Julia Heinich, Professeur à l’Université Paris 1 Panthéon-Sorbonne
477. Objet. – La délégation de pouvoir permet au titulaire d’un pouvoir, le délégant, d’en confier l’exercice à un tiers, le délégataire (que l’on pourrait d’ailleurs, comme le suggèrent des auteurs, plutôt nommer délégué, à l’instar du directeur général délégué en droit des sociétés860). Au sein d’une société, elle permet au représentant légal de déléguer certaines de ses fonctions à d’autres personnes appartenant à la société (souvent un salarié, un dirigeant, un associé ou un membre de conseil ou de comité) ou extérieures à cette dernière.
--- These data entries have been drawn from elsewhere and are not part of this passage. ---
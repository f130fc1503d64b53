use anyhow::{bail, Result};
use serde::Deserialize;
use std::env;
use std::path::PathBuf;

/// Extensions accepted when `ALLOWED_EXTENSIONS` is not set.
pub const DEFAULT_ALLOWED_EXTENSIONS: &[&str] = &["jpg", "jpeg", "png", "gif", "webp"];

#[derive(Debug, Clone, Deserialize)]
pub struct Config {
    pub server: ServerConfig,
    pub upload: UploadConfig,
}

#[derive(Debug, Clone, Deserialize)]
pub struct ServerConfig {
    pub port: u16,
    pub host: String,
}

#[derive(Debug, Clone, Deserialize)]
pub struct UploadConfig {
    /// Public base URL, without a trailing slash.
    pub base_url: String,
    /// URL path prefix uploads are served under, e.g. `/ezassets`.
    pub asset_root_web: String,
    /// Filesystem directory uploads are written into.
    pub storage_root: PathBuf,
    pub token: String,
    pub allowed_extensions: Vec<String>,
    pub max_upload_bytes: usize,
    /// When false, webp uploads are stored as received instead of re-encoded.
    pub webp_reencode: bool,
    pub serve_assets: bool,
}

impl Config {
    pub fn from_env() -> Result<Self> {
        dotenvy::dotenv().ok();

        let token = env::var("UPLOAD_TOKEN").unwrap_or_default();
        if token.trim().is_empty() {
            bail!("UPLOAD_TOKEN must be set to a non-empty value");
        }

        Ok(Self {
            server: ServerConfig {
                port: env::var("PORT")
                    .unwrap_or_else(|_| "3000".to_string())
                    .parse()?,
                host: env::var("HOST").unwrap_or_else(|_| "0.0.0.0".to_string()),
            },
            upload: UploadConfig {
                base_url: normalize_base_url(
                    &env::var("BASE_URL").unwrap_or_else(|_| "http://localhost:3000".to_string()),
                ),
                asset_root_web: normalize_web_root(
                    &env::var("ASSET_ROOT_WEB").unwrap_or_else(|_| "/ezassets".to_string()),
                ),
                storage_root: env::var("STORAGE_ROOT")
                    .map(PathBuf::from)
                    .unwrap_or_else(|_| PathBuf::from("./ezassets")),
                token,
                allowed_extensions: env::var("ALLOWED_EXTENSIONS")
                    .map(|list| parse_extensions(&list))
                    .unwrap_or_else(|_| default_extensions()),
                max_upload_bytes: env::var("MAX_UPLOAD_BYTES")
                    .unwrap_or_else(|_| "20971520".to_string())
                    .parse()?,
                webp_reencode: env::var("WEBP_REENCODE")
                    .unwrap_or_else(|_| "true".to_string())
                    .parse()?,
                serve_assets: env::var("SERVE_ASSETS")
                    .unwrap_or_else(|_| "true".to_string())
                    .parse()?,
            },
        })
    }
}

impl Config {
    /// Config with the default listener, for embedding and tests.
    pub fn with_upload(upload: UploadConfig) -> Self {
        Self {
            server: ServerConfig {
                port: 3000,
                host: "0.0.0.0".to_string(),
            },
            upload,
        }
    }
}

impl UploadConfig {
    /// Upload settings with defaults for everything but the storage root and token.
    pub fn new(storage_root: impl Into<PathBuf>, token: impl Into<String>) -> Self {
        Self {
            base_url: "http://localhost:3000".to_string(),
            asset_root_web: "/ezassets".to_string(),
            storage_root: storage_root.into(),
            token: token.into(),
            allowed_extensions: default_extensions(),
            max_upload_bytes: 20 * 1024 * 1024,
            webp_reencode: true,
            serve_assets: true,
        }
    }

    pub fn is_allowed_extension(&self, ext: &str) -> bool {
        self.allowed_extensions.iter().any(|allowed| allowed == ext)
    }
}

fn default_extensions() -> Vec<String> {
    DEFAULT_ALLOWED_EXTENSIONS.iter().map(|s| s.to_string()).collect()
}

fn parse_extensions(list: &str) -> Vec<String> {
    list.split(',')
        .map(|s| s.trim().trim_start_matches('.').to_lowercase())
        .filter(|s| !s.is_empty())
        .collect()
}

fn normalize_base_url(url: &str) -> String {
    url.trim().trim_end_matches('/').to_string()
}

/// Collapses the prefix to exactly one leading slash and no trailing slash.
fn normalize_web_root(root: &str) -> String {
    let trimmed = root.trim().trim_matches('/');
    if trimmed.is_empty() {
        String::new()
    } else {
        format!("/{}", trimmed)
    }
}

#[cfg(test)]
mod tests {
    use super::*;

    #[test]
    fn test_parse_extensions() {
        assert_eq!(parse_extensions("JPG, .png,,gif "), vec!["jpg", "png", "gif"]);
        assert!(parse_extensions(" , ").is_empty());
    }

    #[test]
    fn test_normalize_web_root() {
        assert_eq!(normalize_web_root("ezassets"), "/ezassets");
        assert_eq!(normalize_web_root("/ezassets/"), "/ezassets");
        assert_eq!(normalize_web_root("//media//"), "/media");
        assert_eq!(normalize_web_root("/"), "");
    }

    #[test]
    fn test_normalize_base_url() {
        assert_eq!(normalize_base_url("https://file.example.com/"), "https://file.example.com");
        assert_eq!(normalize_base_url(" https://file.example.com "), "https://file.example.com");
    }

    #[test]
    fn test_default_allow_list() {
        let config = UploadConfig::new("/tmp/ezdrop", "secret");
        for ext in ["jpg", "jpeg", "png", "gif", "webp"] {
            assert!(config.is_allowed_extension(ext));
        }
        assert!(!config.is_allowed_extension("bmp"));
        assert!(!config.is_allowed_extension("PNG"));
    }
}
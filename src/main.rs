use tokio::net::TcpListener;
use tracing::info;
use ezdrop::{config::Config, routes::create_router, utils::init_logger, AppState};

#[tokio::main]
async fn main() -> anyhow::Result<()> {
    init_logger();

    // Load configuration
    let config = Config::from_env()?;
    info!(
        host = %config.server.host,
        port = config.server.port,
        base_url = %config.upload.base_url,
        storage_root = %config.upload.storage_root.display(),
        allowed = ?config.upload.allowed_extensions,
        "Configuration loaded"
    );

    let addr = format!("{}:{}", config.server.host, config.server.port);
    let state = AppState::new(config);
    let app = create_router(state);

    let listener = TcpListener::bind(addr).await?;
    info!("Server listening on {}", listener.local_addr()?);

    axum::serve(listener, app)
        .await
        .map_err(|e| anyhow::anyhow!("Server error: {}", e))?;

    Ok(())
}
// Error taxonomy shared by the upload and page handlers

use axum::{
    http::StatusCode,
    response::{IntoResponse, Response},
    Json,
};

use crate::models::ErrorResponse;

#[derive(Debug, thiserror::Error)]
pub enum AppError {
    /// Malformed folder, missing file, disallowed extension.
    #[error("{0}")]
    Validation(String),

    /// Missing or incorrect upload token.
    #[error("{0}")]
    Auth(String),

    /// Directory creation, decode, encode or write failure. The message is
    /// what the caller sees; the cause is logged where it occurs.
    #[error("{0}")]
    Storage(String),
}

impl AppError {
    pub fn validation(msg: impl Into<String>) -> Self {
        AppError::Validation(msg.into())
    }

    pub fn auth(msg: impl Into<String>) -> Self {
        AppError::Auth(msg.into())
    }

    pub fn storage(msg: impl Into<String>) -> Self {
        AppError::Storage(msg.into())
    }

    pub fn status(&self) -> StatusCode {
        match self {
            AppError::Validation(_) => StatusCode::BAD_REQUEST,
            AppError::Auth(_) => StatusCode::FORBIDDEN,
            AppError::Storage(_) => StatusCode::INTERNAL_SERVER_ERROR,
        }
    }
}

impl IntoResponse for AppError {
    fn into_response(self) -> Response {
        let status = self.status();
        let body = ErrorResponse::new(self.to_string());
        (status, Json(body)).into_response()
    }
}

pub type AppResult<T> = std::result::Result<T, AppError>;
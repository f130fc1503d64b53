// Logger initialization

use tracing_subscriber::{layer::SubscriberExt, util::SubscriberInitExt};

/// Installs the global tracing subscriber. `RUST_LOG` overrides the default filter.
pub fn init_logger() {
    tracing_subscriber::registry()
        .with(
            tracing_subscriber::EnvFilter::try_from_default_env()
                .unwrap_or_else(|_| "ezdrop=debug,tower_http=debug,axum=debug".into()),
        )
        .with(tracing_subscriber::fmt::layer())
        .init();
}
Elle constitue à ce titre une véritable « technique d’organisation de l’entreprise »861.
478. Diversité. – La clause de délégation de pouvoir ne représente que l’une des formes de la délégation de pouvoir, qui peut aussi être tacite862 ou judiciaire863. Seules les clauses expresses de délégation de pouvoir seront abordées dans le cadre de cette étude.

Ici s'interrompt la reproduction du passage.